INFORMATION -
.....

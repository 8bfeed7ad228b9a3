use super::context::{ConfigArgs, EngineContext};
use certpilot_certificates::{CertificateService, TaskService, TaskStatus};
use clap::Args;
use colored::Colorize;

#[derive(Args)]
pub struct RenewCommand {
    /// Certificate id
    pub certificate_id: i32,

    /// Print the final task as JSON
    #[arg(long)]
    pub json: bool,

    #[command(flatten)]
    pub config: ConfigArgs,
}

impl RenewCommand {
    pub fn execute(self) -> anyhow::Result<()> {
        let rt = tokio::runtime::Runtime::new()?;
        rt.block_on(self.renew())
    }

    async fn renew(self) -> anyhow::Result<()> {
        let ctx = EngineContext::build(&self.config.config).await?;
        let certificates = CertificateService::new(ctx.engine.clone());
        let tasks = TaskService::new(ctx.engine.tasks().clone());

        let dispatched = certificates.renew_certificate(self.certificate_id).await?;
        println!(
            "Renewing certificate {} ({}), task {}",
            self.certificate_id,
            dispatched.task.task_type,
            dispatched.task.id
        );
        let task_id = dispatched.task.id;
        dispatched.handle.await?;

        let task = tasks.get_task(task_id).await?;
        ctx.engine.shutdown().await;
        if self.json {
            println!("{}", serde_json::to_string_pretty(&task)?);
        }
        match task.status {
            TaskStatus::Success => {
                let message = task.result.map(|r| r.message).unwrap_or_default();
                println!("{} {}", "✓".bright_green(), message);
                Ok(())
            }
            status => anyhow::bail!(
                "task {} ended as {}: {}",
                task.id,
                status,
                task.error_message.unwrap_or_default()
            ),
        }
    }
}
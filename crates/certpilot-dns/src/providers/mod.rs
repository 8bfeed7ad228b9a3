//! DNS challenge provider implementations
//!
//! One module per registrar, plus the factory that turns a provider type and
//! its credentials JSON into a ready-to-use [`DnsChallengeProvider`].

pub mod aliyun;
pub mod cloudflare;
pub mod credentials;
pub mod huawei;
pub mod route53;
pub mod traits;

use serde_json::Value;
use std::sync::Arc;

pub use aliyun::AliyunProvider;
pub use cloudflare::CloudflareProvider;
pub use credentials::{
    mask_config, AliyunCredentials, CloudflareCredentials, HuaweiCredentials, ProviderCredentials,
    Route53Credentials,
};
pub use huawei::HuaweiProvider;
pub use route53::Route53Provider;
pub use traits::{
    challenge_record_name, relative_name, root_domain, DnsChallengeProvider, DnsProviderType,
    ACME_CHALLENGE_LABEL, TXT_RECORD_TTL,
};

use crate::errors::DnsError;

/// Builds providers from stored credentials.
///
/// The engine only sees this trait so tests can hand out in-memory providers.
pub trait DnsProviderFactory: Send + Sync {
    fn create(
        &self,
        provider_type: DnsProviderType,
        config: &Value,
    ) -> Result<Arc<dyn DnsChallengeProvider>, DnsError>;
}

/// Factory backed by the real registrar APIs
#[derive(Debug, Clone, Default)]
pub struct DefaultDnsProviderFactory;

impl DnsProviderFactory for DefaultDnsProviderFactory {
    fn create(
        &self,
        provider_type: DnsProviderType,
        config: &Value,
    ) -> Result<Arc<dyn DnsChallengeProvider>, DnsError> {
        create_provider(provider_type, config)
    }
}

/// Validates `config` for `provider_type` and builds the provider.
pub fn create_provider(
    provider_type: DnsProviderType,
    config: &Value,
) -> Result<Arc<dyn DnsChallengeProvider>, DnsError> {
    let provider: Arc<dyn DnsChallengeProvider> =
        match ProviderCredentials::parse(provider_type, config)? {
            ProviderCredentials::Aliyun(creds) => Arc::new(AliyunProvider::new(creds)?),
            ProviderCredentials::Cloudflare(creds) => Arc::new(CloudflareProvider::new(creds)?),
            ProviderCredentials::Huawei(creds) => Arc::new(HuaweiProvider::new(creds)?),
            ProviderCredentials::Route53(creds) => Arc::new(Route53Provider::new(creds)?),
        };
    Ok(provider)
}

#[cfg(test)]
mod tests {
    use super::*;
    use serde_json::json;

    #[test]
    fn test_create_provider_dispatches_on_type() {
        let cases = [
            (
                DnsProviderType::Aliyun,
                json!({"access_key_id": "ak", "access_key_secret": "sk"}),
            ),
            (DnsProviderType::Cloudflare, json!({"api_token": "tok"})),
            (
                DnsProviderType::Huawei,
                json!({"access_key": "ak", "secret_key": "sk", "region": "ap-southeast-1"}),
            ),
            (
                DnsProviderType::Route53,
                json!({"access_key_id": "ak", "secret_access_key": "sk"}),
            ),
        ];

        for (provider_type, config) in cases {
            let provider = DefaultDnsProviderFactory
                .create(provider_type, &config)
                .unwrap();
            assert_eq!(provider.provider_type(), provider_type);
        }
    }

    #[test]
    fn test_create_provider_rejects_bad_credentials() {
        let result = create_provider(DnsProviderType::Huawei, &json!({"access_key": "ak"}));
        assert!(matches!(result, Err(DnsError::InvalidCredentials(_))));
    }
}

.....

TRY IT - All of the lines above are to be restated word for word.

RESPONSE AREA -
repository 8bfeed7ad228b9a3
use super::context::{ConfigArgs, EngineContext};
use certpilot_certificates::{CertificateService, TaskService, TaskStatus};
use clap::Args;
use colored::Colorize;

#[derive(Args)]
pub struct RenewCommand {
    /// Certificate id
    pub certificate_id: i32,

    /// Print the final task as JSON
    #[arg(long)]
    pub json: bool,

    #[command(flatten)]
    pub config: ConfigArgs,
}

impl RenewCommand {
    pub fn execute(self) -> anyhow::Result<()> {
        let rt = tokio::runtime::Runtime::new()?;
        rt.block_on(self.renew())
    }

    async fn renew(self) -> anyhow::Result<()> {
        let ctx = EngineContext::build(&self.config.config).await?;
        let certificates = CertificateService::new(ctx.engine.clone());
        let tasks = TaskService::new(ctx.engine.tasks().clone());

        let dispatched = certificates.renew_certificate(self.certificate_id).await?;
        println!(
            "Renewing certificate {} ({}), task {}",
            self.certificate_id,
            dispatched.task.task_type,
            dispatched.task.id
        );
        let task_id = dispatched.task.id;
        dispatched.handle.await?;

        let task = tasks.get_task(task_id).await?;
        ctx.engine.shutdown().await;
        if self.json {
            println!("{}", serde_json::to_string_pretty(&task)?);
        }
        match task.status {
            TaskStatus::Success => {
                let message = task.result.map(|r| r.message).unwrap_or_default();
                println!("{} {}", "✓".bright_green(), message);
                Ok(())
            }
            status => anyhow::bail!(
                "task {} ended as {}: {}",
                task.id,
                status,
                task.error_message.unwrap_or_default()
            ),
        }
    }
}
filename crates/certpilot-dns/src/providers/mod.rs
repository 8bfeed7ad228b9a3
//! DNS challenge provider implementations
//!
//! One module per registrar, plus the factory that turns a provider type and
//! its credentials JSON into a ready-to-use [`DnsChallengeProvider`].

pub mod aliyun;
pub mod cloudflare;
pub mod credentials;
pub mod huawei;
pub mod route53;
pub mod traits;

use serde_json::Value;
use std::sync::Arc;

pub use aliyun::AliyunProvider;
pub use cloudflare::CloudflareProvider;
pub use credentials::{
    mask_config, AliyunCredentials, CloudflareCredentials, HuaweiCredentials, ProviderCredentials,
    Route53Credentials,
};
pub use huawei::HuaweiProvider;
pub use route53::Route53Provider;
pub use traits::{
    challenge_record_name, relative_name, root_domain, DnsChallengeProvider, DnsProviderType,
    ACME_CHALLENGE_LABEL, TXT_RECORD_TTL,
};

use crate::errors::DnsError;

/// Builds providers from stored credentials.
///
/// The engine only sees this trait so tests can hand out in-memory providers.
pub trait DnsProviderFactory: Send + Sync {
    fn create(
        &self,
        provider_type: DnsProviderType,
        config: &Value,
    ) -> Result<Arc<dyn DnsChallengeProvider>, DnsError>;
}

/// Factory backed by the real registrar APIs
#[derive(Debug, Clone, Default)]
pub struct DefaultDnsProviderFactory;

impl DnsProviderFactory for DefaultDnsProviderFactory {
    fn create(
        &self,
        provider_type: DnsProviderType,
        config: &Value,
    ) -> Result<Arc<dyn DnsChallengeProvider>, DnsError> {
        create_provider(provider_type, config)
    }
}

/// Validates `config` for `provider_type` and builds the provider.
pub fn create_provider(
    provider_type: DnsProviderType,
    config: &Value,
) -> Result<Arc<dyn DnsChallengeProvider>, DnsError> {
    let provider: Arc<dyn DnsChallengeProvider> =
        match ProviderCredentials::parse(provider_type, config)? {
            ProviderCredentials::Aliyun(creds) => Arc::new(AliyunProvider::new(creds)?),
            ProviderCredentials::Cloudflare(creds) => Arc::new(CloudflareProvider::new(creds)?),
            ProviderCredentials::Huawei(creds) => Arc::new(HuaweiProvider::new(creds)?),
            ProviderCredentials::Route53(creds) => Arc::new(Route53Provider::new(creds)?),
        };
    Ok(provider)
}

#[cfg(test)]
mod tests {
    use super::*;
    use serde_json::json;

    #[test]
    fn test_create_provider_dispatches_on_type() {
        let cases = [
            (
                DnsProviderType::Aliyun,
                json!({"access_key_id": "ak", "access_key_secret": "sk"}),
            ),
            (DnsProviderType::Cloudflare, json!({"api_token": "tok"})),
            (
                DnsProviderType::Huawei,
                json!({"access_key": "ak", "secret_key": "sk", "region": "ap-southeast-1"}),
            ),
            (
                DnsProviderType::Route53,
                json!({"access_key_id": "ak", "secret_access_key": "sk"}),
            ),
        ];

        for (provider_type, config) in cases {
            let provider = DefaultDnsProviderFactory
                .create(provider_type, &config)
                .unwrap();
            assert_eq!(provider.provider_type(), provider_type);
        }
    }

    #[test]
    fn test_create_provider_rejects_bad_credentials() {
        let result = create_provider(DnsProviderType::Huawei, &json!({"access_key": "ak"}));
        assert!(matches!(result, Err(DnsError::InvalidCredentials(_))));
    }
}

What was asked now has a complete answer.